After a mesmerising 'Stars', we're greeted with, 'This song is 'Composure',' and the amusing, contradictory request: 'Feel free to lose your shit.'
The band certainly does. After wrestling around with the wall of sensual noise, Theresa Wayman and Lindberg fret over sound issues, peering confusedly at the leads and amps that had been so meticulously inspected earlier on. This leaves Emily and insanely talented drummer Stella Mozgawa to ad lib and jam out a loose section of the song. Then they sort the technical crap out, collectively regain it and return with more ferocity than first attempted. It's this kind of genius comeback, the welcoming of abandon, that makes Warpaint so critical right now; so few that immerse themselves in something so brittle and majestic embrace such chaos and make it somehow wholly vital to the performance.
Our next highlight is 'Undertow' – surely one of the singles of the year. Innocent, melodic and featuring ensconcing group-sung vocals, Mozgawa signals its close with a gripping drum solo. Gripping drum solo. I mean, who else would we allow get away with such a thing, let alone allow it to consume us? It's at this point I imagine Warpaint out at sea, siren-like, welcoming lost voyagers into the abyss, with their alluring voices and eerie guitar lines.
Then the fantasy is broken up almost instantly by someone behind me.
'I LURVVE SWAARPEAINT,' bellows a huge, sweaty Scottish man, who's grinning his face into a crease that threatens to swallow me whole. I then observe to his right a fight breaking out between two girls in the mosh. What the hell is this band doing to people? Warpaint clearly have a potent and immersing effect on us, and, seemingly, each individual's experience couldn't be more different to the next.
The musicianship throughout is honed, focused, yet loose enough, and the songs rich enough to generate hysteria – best proven by 'Elephants', which closes the show. But despite the intensity of proceedings, Lindberg and Kokal laugh and dance in front of Mogzawa for its breakdown and close. With a final whack of her bass, Jenny walks off last.

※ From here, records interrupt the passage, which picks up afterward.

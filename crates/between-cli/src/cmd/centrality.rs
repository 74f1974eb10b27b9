//! `between centrality`: betweenness of one vertex.

use std::io::Write;

use between_core::{Analyzer, VertexId};
use clap::Args;
use serde::Serialize;

use crate::cmd::{GraphArg, RunContext, load};
use crate::output::{pretty_kv, pretty_section, render};
use crate::timing;

#[derive(Args, Debug)]
pub struct CentralityArgs {
    #[command(flatten)]
    pub graph: GraphArg,

    /// Vertex to score.
    #[arg(allow_negative_numbers = true)]
    pub vertex: VertexId,

    /// Report the score divided by (N-1)(N-2)/2.
    #[arg(long)]
    pub normalized: bool,
}

#[derive(Debug, Serialize)]
struct CentralityReport {
    vertex: VertexId,
    betweenness: f64,
    normalized: f64,
    #[serde(skip)]
    show_normalized: bool,
}

pub fn run_centrality(args: &CentralityArgs, ctx: &RunContext) -> anyhow::Result<()> {
    let (_, graph) = load(&args.graph.file)?;
    let analyzer = Analyzer::new(&graph, ctx.config.clone())?;

    let betweenness = timing::timed("betweenness", || analyzer.betweenness(args.vertex))?;
    let normalized =
        between_core::metrics::normalized_betweenness(betweenness, graph.vertex_count());

    let report = CentralityReport {
        vertex: args.vertex,
        betweenness,
        normalized,
        show_normalized: args.normalized,
    };

    render(
        ctx.output,
        &report,
        |r, w| {
            let value = if r.show_normalized {
                r.normalized
            } else {
                r.betweenness
            };
            writeln!(w, "{value}")
        },
        |r, w| {
            pretty_section(w, &format!("Betweenness of {}", r.vertex))?;
            pretty_kv(w, "raw", format!("{:.6}", r.betweenness))?;
            if r.show_normalized {
                pretty_kv(w, "normalized", format!("{:.6}", r.normalized))?;
            }
            Ok(())
        },
    )
}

Of course, we want more, and the girls tease the crowd of a possible encore by rapidly opening and shutting the onstage dressing room door. Stella then knocks out a kick drum, gets the room clapping, and another lazy jam is kicked out. It ends in calamity and laughter. 'We have no idea what we are doing,' they claim. Well, it still sounded amazing.
We soon reach our lullaby close – a sing-along 'Billie Holliday', which envelopes into a thunderous cacophony. It signals our begrudging time to depart and return to the world.
Entirely surprising, dizzyingly desirable, the only thing more exciting than right now with Warpaint, is the thought of what they're going to throw our way next. And that's why they're the greatest new band on the planet right now: brimming with ideas, they're precariously hovering on the cusp of genius. Other groups out there, seriously, take note, and sort it out.